XLEN (which is specified earlier in the header) is a two byte integer,
so the extra field can be 0xffff bytes long, 2 bytes of which are used
for the subfield ID (SI1 and SI1), and 2 bytes of which are used for
the subfield length (LEN). This leaves 0xfffb bytes (0x7ffd 2-byte
entries or 0x3ffe 4-byte entries). Given that the zip output buffer
must be 10% + 12 bytes larger than the input buffer, we can store 58969
bytes per entry, or about 1.8GB if the 2-byte entries are used. If
this becomes a limiting factor, another format version can be selected
and defined for 4-byte entries.
For compression, the file is divided up into "chunks" of data, each
chunk is less than 64kB, and can be compressed into an area that is
also less than 64kB long (taking incompressible data into account --
usually the data is compressed into a block that is much smaller than
the original).
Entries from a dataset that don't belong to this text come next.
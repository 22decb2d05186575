//! # Draft Line Editor
//!
//! Keeps an invoice's lines addressable by a dense, 1-based `sort_order`.
//!
//! ## Sort Order Lifecycle
//! ```text
//! ┌─────────────────────────────────────────────────────────────────────────┐
//! │  add_line     [1, 2, 3]        + new ──► [1, 2, 3, 4]   (max + 1)      │
//! │                                                                         │
//! │  update_line  [1, 2, 3, 4]     patch #2 ──► same orders, #2 merged     │
//! │                                                                         │
//! │  remove_line  [1, 2, 3, 4]     drop #2 ──► [1, 2, 3]   (renumbered)    │
//! │                                   old #3 becomes #2, old #4 becomes #3  │
//! └─────────────────────────────────────────────────────────────────────────┘
//! ```
//!
//! Sort order is an address, not an identity: after a removal the same
//! number can point at a different line. Only `InvoiceLine::id` is stable.

use serde::{Deserialize, Deserializer, Serialize};

use crate::types::{InvoiceDraft, InvoiceLine, LineType, NewLine, PricingMode, ProductId};

/// A partial update to one invoice line.
///
/// `None` means "leave this field alone". Fields that are optional on the
/// line itself take `Option<Option<T>>`: `Some(None)` clears the value,
/// `None` keeps it.
#[derive(Debug, Clone, Default, PartialEq, Serialize, Deserialize)]
#[serde(rename_all = "camelCase")]
pub struct LinePatch {
    #[serde(default, deserialize_with = "present", skip_serializing_if = "Option::is_none")]
    pub id: Option<Option<i64>>,
    #[serde(default, deserialize_with = "present", skip_serializing_if = "Option::is_none")]
    pub product_id: Option<Option<ProductId>>,
    #[serde(default, skip_serializing_if = "Option::is_none")]
    pub name: Option<String>,
    #[serde(default, skip_serializing_if = "Option::is_none")]
    pub line_type: Option<LineType>,
    #[serde(default, skip_serializing_if = "Option::is_none")]
    pub pricing_mode: Option<PricingMode>,
    #[serde(default, skip_serializing_if = "Option::is_none")]
    pub quantity: Option<f64>,
    #[serde(default, skip_serializing_if = "Option::is_none")]
    pub unit_price_minor: Option<i64>,
    #[serde(default, deserialize_with = "present", skip_serializing_if = "Option::is_none")]
    pub minutes_worked: Option<Option<i64>>,
}

/// Maps a key that is present in JSON (even as `null`) to `Some(..)`.
/// Missing keys fall back to `#[serde(default)]`, i.e. `None`.
fn present<'de, D, T>(deserializer: D) -> Result<Option<Option<T>>, D::Error>
where
    D: Deserializer<'de>,
    T: Deserialize<'de>,
{
    Option::<T>::deserialize(deserializer).map(Some)
}

impl LinePatch {
    /// Merges every present field into `line`. `sort_order` is never patched.
    pub fn apply_to(&self, line: &mut InvoiceLine) {
        if let Some(id) = self.id {
            line.id = id;
        }
        if let Some(product_id) = self.product_id {
            line.product_id = product_id;
        }
        if let Some(name) = &self.name {
            line.name = name.clone();
        }
        if let Some(line_type) = self.line_type {
            line.line_type = line_type;
        }
        if let Some(pricing_mode) = self.pricing_mode {
            line.pricing_mode = pricing_mode;
        }
        if let Some(quantity) = self.quantity {
            line.quantity = quantity;
        }
        if let Some(unit_price_minor) = self.unit_price_minor {
            line.unit_price_minor = unit_price_minor;
        }
        if let Some(minutes_worked) = self.minutes_worked {
            line.minutes_worked = minutes_worked;
        }
    }
}

impl InvoiceDraft {
    /// Appends a line at `max(sort_order) + 1` (1 on an empty draft) and
    /// returns the assigned sort order.
    ///
    /// A freed number is never handed out again while a higher one exists.
    pub fn add_line(&mut self, line: NewLine) -> u32 {
        let next = self.lines.iter().map(|l| l.sort_order).max().unwrap_or(0) + 1;
        self.lines.push(line.into_line(next));
        next
    }

    /// Merges `patch` into the line at `sort_order`.
    ///
    /// Returns `false` when no line has that sort order.
    pub fn update_line(&mut self, sort_order: u32, patch: &LinePatch) -> bool {
        match self.lines.iter_mut().find(|l| l.sort_order == sort_order) {
            Some(line) => {
                patch.apply_to(line);
                true
            }
            None => false,
        }
    }

    /// Removes the line at `sort_order`, then renumbers the rest 1..N in
    /// their existing order.
    ///
    /// Returns `false` (and leaves the lines untouched) when nothing matched.
    pub fn remove_line(&mut self, sort_order: u32) -> bool {
        let before = self.lines.len();
        self.lines.retain(|l| l.sort_order != sort_order);
        if self.lines.len() == before {
            return false;
        }
        self.renumber_lines();
        true
    }

    /// Sorts lines by current sort order and reassigns 1..N.
    pub fn renumber_lines(&mut self) {
        self.lines.sort_by_key(|l| l.sort_order);
        for (index, line) in self.lines.iter_mut().enumerate() {
            line.sort_order = index as u32 + 1;
        }
    }

    /// Looks a line up by its sort order.
    pub fn line(&self, sort_order: u32) -> Option<&InvoiceLine> {
        self.lines.iter().find(|l| l.sort_order == sort_order)
    }
}

// =============================================================================
// Unit Tests
// =============================================================================
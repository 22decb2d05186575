//! # Quill Client Entry Point
//!
//! ## Startup Sequence
//! 1. Initialize tracing (logging)
//! 2. Read `QUILL_*` configuration
//! 3. Start the session (selection, clients, products)
//! 4. Resolve the landing route
//!
//! Backend failures are logged, never fatal.

#[tokio::main]
async fn main() {
    // The actual setup is in lib.rs for better testability
    quill_client::run().await;
}
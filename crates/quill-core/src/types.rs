//! # Domain Types
//!
//! Core domain types shared by the HTTP layer, the state containers and the
//! totals engine.
//!
//! ## Type Map
//! ```text
//! ┌─────────────────────────────────────────────────────────────────────────┐
//! │                         Domain Types                                    │
//! │                                                                         │
//! │  ┌─────────────────┐   ┌─────────────────┐   ┌─────────────────┐       │
//! │  │     Client      │   │     Product     │   │  InvoiceDraft   │       │
//! │  │  ─────────────  │   │  ─────────────  │   │  ─────────────  │       │
//! │  │  id (i64)       │◄──│  client_id      │   │  client_id      │       │
//! │  │  name           │   │  product_type   │   │  client_snapshot│       │
//! │  │  company_name   │   │  pricing_mode   │   │  vat_rate (bps) │       │
//! │  │  address, email │   │  *_minor prices │   │  discount_*     │       │
//! │  └─────────────────┘   └─────────────────┘   │  lines ─────────┼──┐    │
//! │                                              └─────────────────┘  │    │
//! │                                              ┌─────────────────┐  │    │
//! │                                              │   InvoiceLine   │◄─┘    │
//! │                                              │  sort_order 1..N│       │
//! │                                              └─────────────────┘       │
//! └─────────────────────────────────────────────────────────────────────────┘
//! ```
//!
//! Field names follow the backend's JSON (camelCase, except the snake_case
//! timestamps the backend emits). Timestamps are read either as RFC 3339 or
//! as SQLite's `CURRENT_TIMESTAMP` text (`YYYY-MM-DD HH:MM:SS`, UTC).

use chrono::{DateTime, NaiveDate, Utc};
use serde::{Deserialize, Serialize, Serializer};
use ts_rs::TS;

use crate::money::{from_minor, Money};

/// Backend identity for clients.
pub type ClientId = i64;

/// Backend identity for products.
pub type ProductId = i64;

// =============================================================================
// VAT Rate
// =============================================================================

/// VAT rate represented in basis points (bps).
///
/// ## Why Basis Points?
/// 1 basis point = 0.01% = 1/10000
/// 2000 bps = 20.00% (UK standard rate)
#[derive(Debug, Clone, Copy, PartialEq, Eq, Default, Serialize, Deserialize, TS)]
#[serde(transparent)]
#[ts(export)]
pub struct VatRate(u32);

impl VatRate {
    /// Creates a VAT rate from basis points.
    #[inline]
    pub const fn from_bps(bps: u32) -> Self {
        VatRate(bps)
    }

    /// Creates a VAT rate from a percentage (for config input).
    ///
    /// Negative or non-finite percentages collapse to zero.
    pub fn from_percentage(pct: f64) -> Self {
        if !pct.is_finite() || pct <= 0.0 {
            return VatRate(0);
        }
        VatRate((pct * 100.0).round() as u32)
    }

    /// Returns the rate in basis points.
    #[inline]
    pub const fn bps(&self) -> u32 {
        self.0
    }

    /// Returns the rate as a percentage (for display only).
    #[inline]
    pub fn percentage(&self) -> f64 {
        self.0 as f64 / 100.0
    }

    #[inline]
    pub const fn is_zero(&self) -> bool {
        self.0 == 0
    }
}

// =============================================================================
// Enumerations
// =============================================================================

/// Lifecycle status of an invoice.
#[derive(Debug, Clone, Copy, PartialEq, Eq, Default, Serialize, Deserialize, TS)]
#[ts(export)]
#[serde(rename_all = "lowercase")]
pub enum InvoiceStatus {
    /// Freely editable.
    #[default]
    Draft,
    Issued,
    Paid,
    Void,
}

/// How `discount_value` on a draft is interpreted.
#[derive(Debug, Clone, Copy, PartialEq, Eq, Default, Serialize, Deserialize, TS)]
#[ts(export)]
#[serde(rename_all = "lowercase")]
pub enum DiscountType {
    /// No discount; `discount_value` is ignored.
    #[default]
    None,
    /// `discount_value` is basis points of the subtotal (10000 = 100%).
    Percent,
    /// `discount_value` is an amount in minor units.
    Fixed,
}

/// Kind of billable line on an invoice.
#[derive(Debug, Clone, Copy, PartialEq, Eq, Serialize, Deserialize, TS)]
#[ts(export)]
#[serde(rename_all = "lowercase")]
pub enum LineType {
    Style,
    Sample,
    /// Free-form line not backed by a product.
    Custom,
}

/// How a price is applied to a quantity.
#[derive(Debug, Clone, Copy, PartialEq, Eq, Default, Serialize, Deserialize, TS)]
#[ts(export)]
#[serde(rename_all = "lowercase")]
pub enum PricingMode {
    /// `quantity × unit price`.
    #[default]
    Flat,
    /// `quantity × hourly rate × minutes / 60`.
    Hourly,
}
The CHLEN field specifies the length of a "chunk" of
data. The CHCNT field specifies how many chunks are preset, and the
CHCNT words of data specifies how long each chunk is after compression
(i.e., in the current compressed file).
To perform random access on the data, the offset and length of the data
are provided to library routines. These routines determine the chunk
in which the desired data begins, and decompresses that chunk.
Consecutive chunks are decompressed as necessary.
TRADEOFFS
Speed True random file access is not realized, since any access, even
for a single byte, requires that a 64kB chunk be read and
decompressed. This is slower than accessing a flat text file,
but is much, much faster than performing serial access on a
fully compressed file.
Space For the textual dictionary databases we are working with, the
use of 64kB chunks and maximal LZ77 compression realizes a file
which is only about 4% larger than the same file compressed all
at once.
OPTIONS
-d or --decompress
Decompress. This is the default if the executable is called
dictunzip.
-c or --stdout
Write output on standard output; keep original files unchanged.
This is only available when decompressing (because parts of the
header must be updated after a write when compressing).
-f or --force
Force compression or decompression even if the output file
already exists.
-h or --help
Display help.
-k or --keep
Do not delete the original file.
-l or --list
For each compressed file, list the following fields:
type: dzip, gzip, or text (includes files in unknown
formats)
crc: CRC checksum
date and time: from header
chunks: number of chunks in file
size: size of each uncompressed chunk
compr.: compressed size
uncompr.: uncompressed size
ratio: compression ratio (0.0% if unknown)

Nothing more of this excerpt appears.